* [The problem] Using the listing below, retype exactly the lines starting at the one with "let mut pool: Vec<T> = items.to_vec();" and ending at the one with "-> Result<CharacterRequest, DomainError>", and include both.

▼

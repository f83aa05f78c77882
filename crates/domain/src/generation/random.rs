//! One-shot random character generation
//!
//! Balanced mode rolls 4d6-drop-lowest scores and assigns them by the class
//! stat priority. Chaos mode draws every score uniformly from 3..=18, names
//! the character `CHAOS-<n>` and swaps the starting kit for chaos gear.
//! Any of race, class, background, alignment or name may be fixed by the
//! caller; the rest is drawn at random.

use chrono::{DateTime, Utc};
use serde::{Deserialize, Serialize};

use super::scores::{chaos_scores, roll_scores, GenerationMethod};
use crate::aggregates::{AssemblyOptions, Character, CharacterRequest};
use crate::error::DomainError;
use crate::ids::CharacterId;
use crate::tables::{Alignment, ReferenceTables};

pub const FIRST_NAMES: [&str; 24] = [
    "Thorin", "Gandalf", "Aragorn", "Legolas", "Gimli", "Elara", "Thalia", "Kael", "Darian",
    "Lyra", "Vex", "Grog", "Pike", "Scanlan", "Vax", "Keyleth", "Caleb", "Jester", "Fjord",
    "Beau", "Nott", "Yasha", "Caduceus", "Essek",
];

pub const LAST_NAMES: [&str; 12] = [
    "Escudo de Roble",
    "Martillo de Piedra",
    "Mano Firme",
    "Corazón Valiente",
    "Sombra Nocturna",
    "Viento del Este",
    "Forja de Fuego",
    "Luna Plateada",
    "Espada Rota",
    "Puño de Hierro",
    "Estrella Brillante",
    "Lobo Solitario",
];

pub const CHAOS_FEATURES: [&str; 10] = [
    "Puede lanzar Bola de Fuego (aunque sea un Bárbaro)",
    "Competente con todas las armas (sin entrenamiento)",
    "Puede usar disfraz perfecto a voluntad",
    "Habla con dragones (probablemente lo insultan)",
    "Fuerza sobrenatural (+10 a Fuerza temporalmente)",
    "Genio loco (INT 20 pero WIS 3)",
    "Velocidad del viento (doble velocidad de movimiento)",
    "Piel de hierro (AC +5 natural)",
    "Teletransportación caótica (al azar)",
    "Suerte del caos (crítico en 15-20)",
];

pub const CHAOS_EQUIPMENT: [&str; 10] = [
    "Espada del Caos (+∞ daño, -∞ control)",
    "Escudo de gelatina (AC ±1d20)",
    "Arco que dispara pescados",
    "Poción de transformación aleatoria",
    "Pergamino de confusión masiva",
    "Orbe de desastres",
    "Corona de locura",
    "Trompeta ensordecedora",
    "Barril infinito de cerveza",
    "Pollo mascota parlante",
];

#[derive(Debug, Clone, Copy, Default, PartialEq, Eq, Serialize, Deserialize)]
pub struct GenerationOptions {
    /// Uniform 3..=18 scores, chaos name, features and gear
    pub chaos: bool,
}

impl GenerationOptions {
    pub fn chaos() -> Self {
        Self { chaos: true }
    }
}

/// Choices the caller pins down; `None` means "pick at random".
#[derive(Debug, Clone, Default, PartialEq, Eq, Serialize, Deserialize)]
#[serde(rename_all = "camelCase")]
pub struct FixedChoices {
    pub race: Option<String>,
    pub class: Option<String>,
    pub background: Option<String>,
    pub alignment: Option<Alignment>,
    pub name: Option<String>,
}

fn pick<'t, T>(items: &'t [T], rng: &mut impl FnMut(i32, i32) -> i32) -> Option<&'t T> {
    if items.is_empty() {
        return None;
    }
    let last = i32::try_from(items.len() - 1).unwrap_or(i32::MAX);
    let index = usize::try_from(rng(0, last)).unwrap_or(0);
    items.get(index.min(items.len() - 1))
}

/// `count` distinct entries of `items`, in draw order.
fn pick_distinct<T: Clone>(
    items: &[T],
    count: usize,
    rng: &mut impl FnMut(i32, i32) -> i32,
) -> Vec<T> {
    let mut pool: Vec<T> = items.to_vec();
    let mut picked = Vec::with_capacity(count.min(pool.len()));
    while picked.len() < count && !pool.is_empty() {
        let last = i32::try_from(pool.len() - 1).unwrap_or(i32::MAX);
        let index = usize::try_from(rng(0, last)).unwrap_or(0).min(pool.len() - 1);
        picked.push(pool.swap_remove(index));
    }
    picked
}

pub fn random_name(rng: &mut impl FnMut(i32, i32) -> i32) -> String {
    let first = pick(&FIRST_NAMES, rng).copied().unwrap_or("Aventurero");
    let last = pick(&LAST_NAMES, rng).copied().unwrap_or("Sin Nombre");
    format!("{} {}", first, last)
}

pub struct RandomCharacterGenerator<'a> {
    tables: &'a ReferenceTables,
}

impl<'a> RandomCharacterGenerator<'a> {
    pub fn new(tables: &'a ReferenceTables) -> Self {
        Self { tables }
    }

    /// Draw a complete request. Fixed keys are checked against the tables.
    pub fn request(
        &self,
        fixed: &FixedChoices,
        options: GenerationOptions,
        rng: &mut impl FnMut(i32, i32) -> i32,
    ) -> Result<CharacterRequest, DomainError> {
        let race = match &fixed.race {
            Some(key) => self.tables.race(key)?,
            None => pick(self.tables.races(), rng)
                .ok_or_else(|| DomainError::validation("The race table is empty"))?,
        };
        let class = match &fixed.class {
            Some(key) => self.tables.class(key)?,
            None => pick(self.tables.classes(), rng)
                .ok_or_else(|| DomainError::validation("The class table is empty"))?,
        };
        let background = match &fixed.background {
            Some(key) => self.tables.background(key)?,
            None => pick(self.tables.backgrounds(), rng)
                .ok_or_else(|| DomainError::validation("The background table is empty"))?,
        };
        let alignment = match fixed.alignment {
            Some(alignment) => alignment,
            None => pick(&Alignment::ALL, rng)
                .copied()
                .unwrap_or(Alignment::TrueNeutral),
        };

        let fixed_name = fixed
            .name
            .as_deref()
            .map(str::trim)
            .filter(|n| !n.is_empty())
            .map(str::to_string);

        let request = if options.chaos {
            let scores = chaos_scores(rng);
            let name = fixed_name.unwrap_or_else(|| format!("CHAOS-{}", rng(0, 9998)));

            let feature_count = usize::try_from(rng(2, 4)).unwrap_or(2);
            let features = pick_distinct(&CHAOS_FEATURES, feature_count, rng)
                .into_iter()
                .map(str::to_string)
                .collect();

            let item_count = rng(3, 7);
            let equipment = (0..item_count)
                .filter_map(|_| pick(&CHAOS_EQUIPMENT, rng).map(|s| s.to_string()))
                .collect();

            CharacterRequest::new(&race.name, &class.name, &background.name, alignment, scores)
                .with_method(GenerationMethod::Chaos)
                .with_name(name)
                .with_extra_features(features)
                .with_equipment(equipment)
        } else {
            let scores = roll_scores(Some(&class.stat_priority), rng);
            let name = fixed_name.unwrap_or_else(|| random_name(rng));
            CharacterRequest::new(&race.name, &class.name, &background.name, alignment, scores)
                .with_method(GenerationMethod::DiceRoll)
                .with_name(name)
        };
        Ok(request)
    }

    /// Draw a request and assemble it.
    pub fn generate(
        &self,
        fixed: &FixedChoices,
        options: GenerationOptions,
        id: CharacterId,
        now: DateTime<Utc>,
        assembly: AssemblyOptions,
        rng: &mut impl FnMut(i32, i32) -> i32,
    ) -> Result<Character, DomainError> {
        let request = self.request(fixed, options, rng)?;
        Character::assemble(self.tables, request, id, now, assembly)
    }
}
use serde::{Deserialize, Serialize};

use crate::value_objects::Ability;

/// Ability order used when a class gives no preference.
pub const DEFAULT_STAT_PRIORITY: [Ability; 6] = Ability::ALL;

fn default_stat_priority() -> [Ability; 6] {
    DEFAULT_STAT_PRIORITY
}

/// A character class.
#[derive(Debug, Clone, PartialEq, Eq, Serialize, Deserialize)]
#[serde(rename_all = "camelCase")]
pub struct ClassDefinition {
    pub name: String,
    /// Hit die size (6, 8, 10 or 12)
    pub hit_die: u8,
    pub primary_ability: String,
    pub saving_throws: Vec<Ability>,
    pub proficiencies: Vec<String>,
    /// Free-text skill choice rule ("Elige 2: ...")
    pub skill_choices: String,
    pub features: Vec<String>,
    #[serde(default)]
    pub spellcasting: bool,
    #[serde(default)]
    pub description: String,
    /// Abilities from most to least important; rolled and standard-array
    /// scores are assigned in this order.
    #[serde(default = "default_stat_priority")]
    pub stat_priority: [Ability; 6],
}

impl ClassDefinition {
    /// True when `priority` names each ability exactly once.
    pub fn is_valid_priority(priority: &[Ability; 6]) -> bool {
        Ability::ALL.iter().all(|a| priority.contains(a))
    }
}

▲

* [Solution for this problem]
    let mut pool: Vec<T> = items.to_vec();
    let mut picked = Vec::with_capacity(count.min(pool.len()));
    while picked.len() < count && !pool.is_empty() {
        let last = i32::try_from(pool.len() - 1).unwrap_or(i32::MAX);
        let index = usize::try_from(rng(0, last)).unwrap_or(0).min(pool.len() - 1);
        picked.push(pool.swap_remove(index));
    }
    picked
}

pub fn random_name(rng: &mut impl FnMut(i32, i32) -> i32) -> String {
    let first = pick(&FIRST_NAMES, rng).copied().unwrap_or("Aventurero");
    let last = pick(&LAST_NAMES, rng).copied().unwrap_or("Sin Nombre");
    format!("{} {}", first, last)
}

pub struct RandomCharacterGenerator<'a> {
    tables: &'a ReferenceTables,
}

impl<'a> RandomCharacterGenerator<'a> {
    pub fn new(tables: &'a ReferenceTables) -> Self {
        Self { tables }
    }

    /// Draw a complete request. Fixed keys are checked against the tables.
    pub fn request(
        &self,
        fixed: &FixedChoices,
        options: GenerationOptions,
        rng: &mut impl FnMut(i32, i32) -> i32,
    ) -> Result<CharacterRequest, DomainError> {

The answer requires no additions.